There's a problem I commonly see in companies, which I call "environment escalation". Environment Escalation is where you create a development environment, happily develop against it, only to one day suddenly receive an extremely stroppy e-mail with half your senior management CCed saying, "you broke the environment during an important client demo, this is simply unacceptable."

Fundamentally, unless you explicitly ask people to agree, "this is a scratch environment, I will not use it for anything important and I will not give anyone else access details" before giving them a URL, you will find that over time all environments become effectively production due to their use for integration work, client demos, or just the CEO happening to have the pre-production site set as his bookmark. (Sometimes, this happens even if they do agree to an environment being scratch.)

This becomes a big problem for an auto-scaling, auto-recovering environment. You know how you test one of those? You take things down. You see if they come back up. If they don't come back up reliably, you fix your scripts until they do. You can't do that if the moment you kill a server, an e-mail goes out to 20 people demanding why the dev team dare take down such a critical service.

Lesson one: when you create an environment, you need to document exactly what the guarantees you're offering on that environment are. Ideally, have a highly visible header or footer on every web UI stating, "SCRATCH ENVIRONMENT - MAY GO DOWN AT ANY TIME" on the environment you're using to test your automation scripts. Make sure everyone knows when something is unstable - and if they need it to be stable, be clear that you're going to need a different environment to test your infrastructure code against. A fantastic tip from Google here: if something is supposed to be unreliable, make it unreliable.
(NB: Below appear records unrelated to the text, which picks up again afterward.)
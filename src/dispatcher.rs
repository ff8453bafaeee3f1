//! Batch dispatch onto the slot pool.
//!
//! One call to [`Dispatcher::dispatch`] forms one batch: every item is
//! submitted up front, then the future resolves when every ticket has
//! resolved. Completion order is whatever the slots produce. Dropping the
//! future abandons the batch without touching the invocations themselves.

use crate::error::Result;
use crate::invocation::InvocationContext;
use crate::pool::SlotPool;
use crate::types::{BatchReport, Event, Outcome, WorkItem};
use futures::stream::{FuturesUnordered, StreamExt};
use futures::FutureExt;
use std::sync::Arc;

/// Submits batches of work items to a [`SlotPool`]
#[derive(Clone)]
pub(crate) struct Dispatcher {
    pool: Arc<SlotPool>,
    ctx: Arc<InvocationContext>,
}

impl Dispatcher {
    pub(crate) fn new(pool: Arc<SlotPool>, ctx: Arc<InvocationContext>) -> Self {
        Self { pool, ctx }
    }

    /// Submit every item and wait for the whole batch
    ///
    /// Returns immediately for an empty batch. Fails only if the pool has
    /// already been torn down, before anything is awaited.
    pub(crate) async fn dispatch(&self, items: Vec<WorkItem>) -> Result<BatchReport> {
        let mut report = BatchReport {
            submitted: items.len(),
            ..Default::default()
        };
        if items.is_empty() {
            return Ok(report);
        }

        let _ = self.ctx.events.send(Event::BatchStarted { items: items.len() });
        tracing::debug!(
            items = items.len(),
            slots = self.pool.capacity(),
            "dispatching batch"
        );

        let mut batch = FuturesUnordered::new();
        for item in items {
            let ctx = self.ctx.clone();
            let job_item = item.clone();
            let ticket = self.pool.submit(move || ctx.invoke(job_item))?;
            batch.push(ticket.map(move |result| (item, result)));
        }

        while let Some((item, result)) = batch.next().await {
            match result {
                Ok(outcome) => report.record(outcome),
                Err(error) => {
                    self.ctx.record_local_failure(item, &error.to_string());
                    report.record(Outcome::LocalFailure);
                }
            }
        }

        tracing::debug!(
            succeeded = report.succeeded,
            rejected = report.rejected,
            failed = report.failed,
            "batch complete"
        );
        Ok(report)
    }
}
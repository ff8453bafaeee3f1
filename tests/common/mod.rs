//! Common test utilities for probe-runner integration tests

#[allow(dead_code)]
pub mod fixtures;
#[allow(dead_code)]
pub mod probes;

#[allow(unused_imports)]
pub use fixtures::*;
#[allow(unused_imports)]
pub use probes::*;
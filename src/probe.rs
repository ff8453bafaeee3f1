//! Seams for caller-supplied behaviour: the blocking worker function and the
//! success predicate applied to its response.

use crate::error::ProbeError;
use crate::types::{ProbeResponse, WorkItem};
use std::time::Duration;

/// Per-call settings handed to every [`Probe::execute`]
#[derive(Clone, Debug, PartialEq, Eq)]
pub struct CallSettings {
    /// The call must complete or fail within this duration
    pub timeout: Duration,
    /// Optional outbound proxy URI
    pub proxy: Option<String>,
}

/// Blocking worker function
///
/// Called on an execution slot, never on the async control flow, so it may
/// block for up to `settings.timeout`. Failures are reported as
/// [`ProbeError`] and stay inside the invocation.
pub trait Probe: Send + Sync + 'static {
    /// Perform exactly one blocking operation for `item`
    fn execute(
        &self,
        item: &WorkItem,
        settings: &CallSettings,
    ) -> Result<ProbeResponse, ProbeError>;
}

impl<F> Probe for F
where
    F: Fn(&WorkItem, &CallSettings) -> Result<ProbeResponse, ProbeError> + Send + Sync + 'static,
{
    fn execute(
        &self,
        item: &WorkItem,
        settings: &CallSettings,
    ) -> Result<ProbeResponse, ProbeError> {
        self(item, settings)
    }
}

/// Pure decision over a worker response
pub trait SuccessPredicate: Send + Sync + 'static {
    /// Whether `response` marks its item as a success
    fn is_success(&self, response: &ProbeResponse) -> bool;
}

impl<F> SuccessPredicate for F
where
    F: Fn(&ProbeResponse) -> bool + Send + Sync + 'static,
{
    fn is_success(&self, response: &ProbeResponse) -> bool {
        self(response)
    }
}

/// Accepts any response with the given status code
#[derive(Clone, Copy, Debug, PartialEq, Eq)]
pub struct StatusIs(pub u16);

impl SuccessPredicate for StatusIs {
    fn is_success(&self, response: &ProbeResponse) -> bool {
        response.status == self.0
    }
}
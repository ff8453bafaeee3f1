//! Shutdown coordinator.
//!
//! ```text
//! Running ──batch complete──▶ Draining ──┐
//!    │                                   ├──▶ Terminated
//!    └──────interrupt──────▶ Interrupted ┘
//! ```
//!
//! Both paths close the completion gate, then flush the success records and
//! close the raw log. Draining then
//! joins the (idle) slots and waits out the grace delay. Interrupted tears the
//! pool down without waiting and returns immediately; anything still running
//! in a slot is abandoned.

use crate::aggregator::ResultAggregator;
use crate::error::{Error, Result};
use crate::invocation::CompletionGate;
use crate::output::OutputSink;
use crate::pool::SlotPool;
use crate::types::{Event, ShutdownState, WorkItem};
use std::sync::atomic::{AtomicU8, Ordering};
use std::sync::Arc;
use std::time::Duration;
use tokio::sync::broadcast;

/// Drives a run from `Running` to `Terminated` exactly once
pub struct ShutdownCoordinator {
    state: AtomicU8,
    aggregator: ResultAggregator,
    sink: Arc<OutputSink>,
    pool: Arc<SlotPool>,
    events: broadcast::Sender<Event>,
    gate: Arc<CompletionGate>,
    grace_delay: Duration,
}

impl ShutdownCoordinator {
    pub(crate) fn new(
        aggregator: ResultAggregator,
        sink: Arc<OutputSink>,
        pool: Arc<SlotPool>,
        events: broadcast::Sender<Event>,
        gate: Arc<CompletionGate>,
        grace_delay: Duration,
    ) -> Self {
        Self {
            state: AtomicU8::new(ShutdownState::Running.to_u8()),
            aggregator,
            sink,
            pool,
            events,
            gate,
            grace_delay,
        }
    }

    /// Current state
    pub fn state(&self) -> ShutdownState {
        ShutdownState::from_u8(self.state.load(Ordering::SeqCst))
    }

    /// Normal completion path
    ///
    /// Returns the records that were flushed.
    pub async fn drain(&self) -> Result<Vec<WorkItem>> {
        self.transition(ShutdownState::Running, ShutdownState::Draining)?;
        self.gate.close();
        let _ = self.events.send(Event::Draining);

        let flushed = self.flush();

        let pool = self.pool.clone();
        if let Err(e) = tokio::task::spawn_blocking(move || pool.shutdown()).await {
            tracing::warn!(error = %e, "worker pool teardown task failed");
        }

        tokio::time::sleep(self.grace_delay).await;
        self.terminate(ShutdownState::Draining, flushed)
    }

    /// Interrupt path
    ///
    /// Never waits on an execution slot: flushes what has been recorded so
    /// far, detaches the pool and returns.
    pub fn interrupt(&self) -> Result<Vec<WorkItem>> {
        tracing::warn!("interrupt received; abandoning in-flight work");
        self.transition(ShutdownState::Running, ShutdownState::Interrupted)?;
        // Results still being recorded finish first; later ones are dropped unseen
        self.gate.close();
        let _ = self.events.send(Event::Interrupted);

        let flushed = self.flush();

        let abandoned = self.pool.shutdown_now();
        if abandoned > 0 {
            tracing::debug!(abandoned, "in-flight invocations abandoned");
        }

        self.terminate(ShutdownState::Interrupted, flushed)
    }

    fn flush(&self) -> Result<Vec<WorkItem>> {
        let records = self.aggregator.snapshot();
        tracing::info!(
            output_dir = %self.sink.output_dir().display(),
            results = records.len(),
            "writing successful results"
        );

        let written = self.sink.write_results(&records);
        let closed = self.sink.close_raw_log();
        written?;
        closed?;
        Ok(records)
    }

    fn terminate(
        &self,
        from: ShutdownState,
        flushed: Result<Vec<WorkItem>>,
    ) -> Result<Vec<WorkItem>> {
        self.transition(from, ShutdownState::Terminated)?;
        let records = flushed?;
        let _ = self.events.send(Event::Terminated {
            successes: records.len(),
        });
        Ok(records)
    }

    fn transition(&self, from: ShutdownState, to: ShutdownState) -> Result<()> {
        self.state
            .compare_exchange(from.to_u8(), to.to_u8(), Ordering::SeqCst, Ordering::SeqCst)
            .map(|_| ())
            .map_err(|actual| Error::InvalidTransition {
                from: ShutdownState::from_u8(actual),
                to,
            })
    }
}
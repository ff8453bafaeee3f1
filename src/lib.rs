//! # probe-runner
//!
//! Bounded worker-pool core for running a large number of independent,
//! blocking, network-bound operations, collecting the successful ones and
//! shutting down promptly on interrupt.
//!
//! ## Design Philosophy
//!
//! probe-runner is designed to be:
//! - **Bounded** - At most `concurrency_limit` invocations ever run at once
//! - **Contained** - A failing or panicking invocation never affects its siblings
//! - **Fast to stop** - An interrupt flushes results and exits without waiting
//!   on invocations stuck inside a network call
//! - **Pluggable** - The worker function and success predicate are supplied by
//!   the caller through the [`Probe`] and [`SuccessPredicate`] traits
//!
//! ## Quick Start
//!
//! ```no_run
//! use probe_runner::{ExecutionConfig, HeaderPresent, HttpProbe, Runner, WorkItem, run_with_signals};
//!
//! #[tokio::main]
//! async fn main() -> Result<(), Box<dyn std::error::Error>> {
//!     let config = ExecutionConfig::default();
//!     let probe = HttpProbe::new(config.http.clone());
//!     let predicate = HeaderPresent::new(config.http.target_header.clone());
//!
//!     let runner = Runner::new(config, probe, predicate)?;
//!     let items = vec![WorkItem::from("a"), WorkItem::from("b")];
//!
//!     let summary = run_with_signals(runner, items).await?;
//!     println!("{} successes", summary.successes.len());
//!     Ok(())
//! }
//! ```

#![warn(missing_docs)]
#![warn(clippy::all)]
#![warn(clippy::unwrap_used)]
#![warn(clippy::expect_used)]

/// Success record aggregation
pub mod aggregator;
/// Configuration types
pub mod config;
mod dispatcher;
/// Error types
pub mod error;
/// Reference HTTP probe
pub mod http;
/// Work item sources
pub mod input;
/// Per-item invocation contract
mod invocation;
/// Raw log and results file
pub mod output;
/// Bounded execution slot pool
pub mod pool;
/// Worker function and success predicate traits
pub mod probe;
/// Run instance
pub mod runner;
/// Shutdown state machine
pub mod shutdown;
/// Tracing setup
pub mod telemetry;
/// Core types and events
pub mod types;

// Re-export commonly used types
pub use aggregator::ResultAggregator;
pub use config::{ExecutionConfig, HttpConfig, OutputConfig};
pub use error::{Error, ProbeError, Result};
pub use http::{HeaderPresent, HttpProbe};
pub use input::ItemSource;
pub use pool::{SlotPool, SlotTicket};
pub use probe::{CallSettings, Probe, StatusIs, SuccessPredicate};
pub use runner::Runner;
pub use shutdown::ShutdownCoordinator;
pub use telemetry::init_tracing;
pub use types::{
    BatchReport, Event, ExitPath, Outcome, ProbeResponse, RunSummary, ShutdownState, WorkItem,
};

use tokio_util::sync::CancellationToken;

/// Run a batch with SIGINT/SIGTERM routed to the interrupt path.
///
/// A background task waits for a termination signal and cancels the runner's
/// interrupt token; the runner then flushes and detaches its pool without
/// waiting for in-flight invocations. The listener is stopped once the run
/// terminates. If no signal source can be registered the run proceeds
/// without interrupt support.
///
/// - **Unix:** listens for SIGTERM and SIGINT, with fallbacks if signal registration fails.
/// - **Windows/other:** listens for Ctrl+C via `tokio::signal::ctrl_c()`.
pub async fn run_with_signals(runner: Runner, items: Vec<WorkItem>) -> Result<RunSummary> {
    let listener = tokio::spawn(forward_signal(wait_for_signal(), runner.interrupt_token()));

    let result = runner.run(items).await;
    listener.abort();
    result
}

/// Cancel `interrupt` once `signal` reports a received signal
async fn forward_signal<F>(signal: F, interrupt: CancellationToken)
where
    F: Future<Output = bool>,
{
    if signal.await {
        interrupt.cancel();
    } else {
        tracing::warn!("No signal handler available; interrupts are disabled for this run");
    }
}

/// Wait for a termination signal. Returns `false` if none could be registered.
#[cfg(unix)]
async fn wait_for_signal() -> bool {
    use tokio::signal::unix::{SignalKind, signal};

    // Set up signal handlers - these may fail in restricted environments (containers, tests)
    let sigterm_result = signal(SignalKind::terminate());
    let sigint_result = signal(SignalKind::interrupt());

    match (sigterm_result, sigint_result) {
        (Ok(mut sigterm), Ok(mut sigint)) => {
            tokio::select! {
                _ = sigterm.recv() => {
                    tracing::info!("Received SIGTERM signal");
                }
                _ = sigint.recv() => {
                    tracing::info!("Received SIGINT signal (Ctrl+C)");
                }
            }
            true
        }
        (Err(e), _) => {
            tracing::warn!(error = %e, "Could not register SIGTERM handler, waiting for SIGINT only");
            if let Ok(mut sigint) = signal(SignalKind::interrupt()) {
                sigint.recv().await;
                tracing::info!("Received SIGINT signal (Ctrl+C)");
                true
            } else {
                tracing::error!("Could not register any signal handlers, using ctrl_c fallback");
                ctrl_c_fallback().await
            }
        }
        (_, Err(e)) => {
            tracing::warn!(error = %e, "Could not register SIGINT handler, waiting for SIGTERM only");
            if let Ok(mut sigterm) = signal(SignalKind::terminate()) {
                sigterm.recv().await;
                tracing::info!("Received SIGTERM signal");
                true
            } else {
                tracing::error!("Could not register any signal handlers, using ctrl_c fallback");
                ctrl_c_fallback().await
            }
        }
    }
}

#[cfg(not(unix))]
async fn wait_for_signal() -> bool {
    ctrl_c_fallback().await
}

async fn ctrl_c_fallback() -> bool {
    match tokio::signal::ctrl_c().await {
        Ok(()) => {
            tracing::info!("Received Ctrl+C signal");
            true
        }
        Err(e) => {
            tracing::error!(error = %e, "Failed to listen for Ctrl+C signal");
            false
        }
    }
}

#[allow(clippy::unwrap_used, clippy::expect_used)]
#[cfg(test)]
mod tests {
    use super::*;
    use std::time::Duration;

    #[tokio::test]
    async fn received_signal_cancels_the_run() {
        let token = CancellationToken::new();
        forward_signal(async { true }, token.clone()).await;
        assert!(token.is_cancelled());
    }

    #[tokio::test]
    async fn missing_signal_source_leaves_the_run_alone() {
        let token = CancellationToken::new();
        forward_signal(async { false }, token.clone()).await;
        assert!(!token.is_cancelled());
    }

    #[tokio::test]
    async fn run_completes_when_listener_cannot_register() {
        let dir = tempfile::tempdir().unwrap();
        let config = ExecutionConfig {
            concurrency_limit: 1,
            pacing_delay: Duration::ZERO,
            grace_delay: Duration::ZERO,
            output: OutputConfig {
                output_dir: dir.path().to_path_buf(),
                ..Default::default()
            },
            ..Default::default()
        };
        let runner = Runner::new(
            config,
            |_: &WorkItem, _: &CallSettings| -> std::result::Result<ProbeResponse, ProbeError> {
                std::thread::sleep(Duration::from_millis(20));
                Ok(ProbeResponse::new(200))
            },
            StatusIs(200),
        )
        .unwrap();
        let token = runner.interrupt_token();
        tokio::spawn(forward_signal(async { false }, token));

        let summary = runner.run(vec![WorkItem::from("a")]).await.unwrap();
        assert_eq!(summary.exit, ExitPath::Drained);
        assert_eq!(summary.successes, vec![WorkItem::from("a")]);
    }
}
Create your own deliberate outages so people don't get surprised by the first accidental one.

Lesson two: test to destruction. We'd have soon spotted our issues with manual hacking if we'd had a chaos monkey script destroying a random bunch of services every day and seeing what recovered by itself. Also, we'd have learnt a lot more about what logging and monitoring we needed in order to catch things going down.

Mistake 6: The Endless Kanban Of Doom

Photo.
All of the above still wouldn't have been a big deal if we'd followed the Scrum process. We'd have got to the end of our first sprint with infrastructure tasks, failed to achieve a bunch of objectives, and stuck, "DevOps isn't going well" on the wall in our retrospective. Worst case, we'd have gone one more sprint and then had a bunch of Post-It notes saying, "DevOps is getting even worse" and we'd have sorted it.

But we didn't follow the Scrum process.

Working within Little Team, we'd got everyone around us pretty used to Scrum. They knew that we raised problems early, we fixed them, we got back on track. It took us a while to convince the project managers who interacted with us that not only was it normal for half of our status reports to be walls of amber and red, that was actually the mechanism by which things started going green as we approached our deadlines, but once we'd convinced them they were happy, not least because our projects went green at the end rather than red.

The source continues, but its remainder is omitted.